Certain patients may be left out of the telehealth revolution. The rapid, wide-scale implementation of telemedicine could leave behind people with limited internet access or tech literacy, including the elderly, poor and non-English speakers, according to a New England Journal of Medicine article.

Meanwhile, telehealth fraud cases have “gone through the roof,” said Mike Cohen, an operations officer with the Office of Investigations of the Department of Health and Human Services’ inspector general’s office. Telehealth in general is a good thing, he said, but with any popular medical advancement, “there’s going to be rats on the ship.”

Many fraudsters are trying to steal patients’ identities and sell them on the black market, he said. Some providers are overcharging for appointments, are billing for services that weren’t given, or are not registered or licensed in the U.S. Some scammers offer to put a patient at the front of the line for a covid vaccine in exchange for payment.
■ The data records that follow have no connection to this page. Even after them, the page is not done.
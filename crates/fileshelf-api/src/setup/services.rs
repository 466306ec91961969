//! Store wiring and background tasks.

use std::sync::Arc;
use std::time::Duration;

use anyhow::{Context, Result};
use axum::Router;
use fileshelf_core::Config;
use fileshelf_db::{SessionStore, Stores};
use fileshelf_storage::Storage;
use fileshelf_worker::{Dispatcher, JobQueue, JobQueueConfig, WorkerPool};
use tokio::sync::mpsc;
use tokio::task::JoinHandle;

use crate::setup::routes::setup_routes;
use crate::state::AppState;

/// A fully wired application, ready to serve.
pub struct App {
    pub state: Arc<AppState>,
    pub router: Router,
    pub background: BackgroundTasks,
}

/// Work running next to the HTTP server.
#[derive(Default)]
pub struct BackgroundTasks {
    worker: Option<WorkerPool>,
    session_purge: Option<(mpsc::Sender<()>, JoinHandle<()>)>,
}

impl BackgroundTasks {
    pub async fn shutdown(self) {
        if let Some((tx, handle)) = self.session_purge {
            let _ = tx.send(()).await;
            let _ = handle.await;
        }
        if let Some(worker) = self.worker {
            worker.shutdown().await;
        }
    }
}

/// Build state from already constructed stores.
pub fn build_state(config: Config, stores: Stores, storage: Arc<dyn Storage>) -> Arc<AppState> {
    let queue = JobQueue::new(stores.jobs.clone(), JobQueueConfig::from(&config));
    Arc::new(AppState::new(config, stores, storage, queue))
}

/// Connect the stores, build the router and start background work.
pub async fn initialize_app(config: Config) -> Result<App> {
    let stores = fileshelf_db::connect_stores(&config)
        .await
        .context("Failed to connect to stores")?;
    let storage = fileshelf_storage::create_storage(&config)
        .await
        .context("Failed to initialize storage")?;
    tracing::info!(
        backend = storage.backend_name(),
        path = %config.folder_path.display(),
        "Storage initialized"
    );

    let state = build_state(config.clone(), stores.clone(), storage.clone());

    let mut background = BackgroundTasks::default();
    if config.worker_enabled {
        let queue_config = JobQueueConfig::from(&config);
        let dispatcher = Dispatcher::for_stores(queue_config, &stores, storage);
        background.worker = Some(WorkerPool::start(state.queue.clone(), dispatcher));
    } else {
        tracing::info!("In-process worker disabled");
    }
    if config.session_purge_interval_secs > 0 {
        background.session_purge = Some(spawn_session_purge(
            stores.sessions.clone(),
            Duration::from_secs(config.session_purge_interval_secs),
        ));
    }

    let router = setup_routes(state.clone());

    Ok(App {
        state,
        router,
        background,
    })
}

fn spawn_session_purge(
    sessions: Arc<dyn SessionStore>,
    every: Duration,
) -> (mpsc::Sender<()>, JoinHandle<()>) {
    let (tx, mut rx) = mpsc::channel::<()>(1);
    let handle = tokio::spawn(async move {
        let mut interval = tokio::time::interval(every);
        interval.set_missed_tick_behavior(tokio::time::MissedTickBehavior::Skip);
        loop {
            tokio::select! {
                _ = interval.tick() => {
                    match sessions.purge_expired().await {
                        Ok(0) => {}
                        Ok(purged) => tracing::debug!(purged, "Expired sessions purged"),
                        Err(e) => tracing::error!(error = %e, "Session purge failed"),
                    }
                }
                _ = rx.recv() => break,
            }
        }
    });
    (tx, handle)
}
“Our sense is that it’s more widespread than we envisioned,” Cohen said. “If we’re going to make this permanent, we need to make sure there’s guardrails to ensure programmatic integrity and also patient safety.”

Even when working optimally, telehealth can have its limits. Miller, the Northeastern University student, said she was diagnosed with covid in January and had mild symptoms. By early February, she felt better and wanted to schedule an in-person physical with her doctor to find out if the virus had affected her in other ways.

The doctor was taking only virtual appointments, and Miller was left feeling unsatisfied just answering the doctor’s questions by video call.

“The scariest thing about covid is you just don’t know how it’s going to impact you,” Miller said. “I can say how I feel, but I don’t know if there’s anything that I’m not catching because I’m not trained.”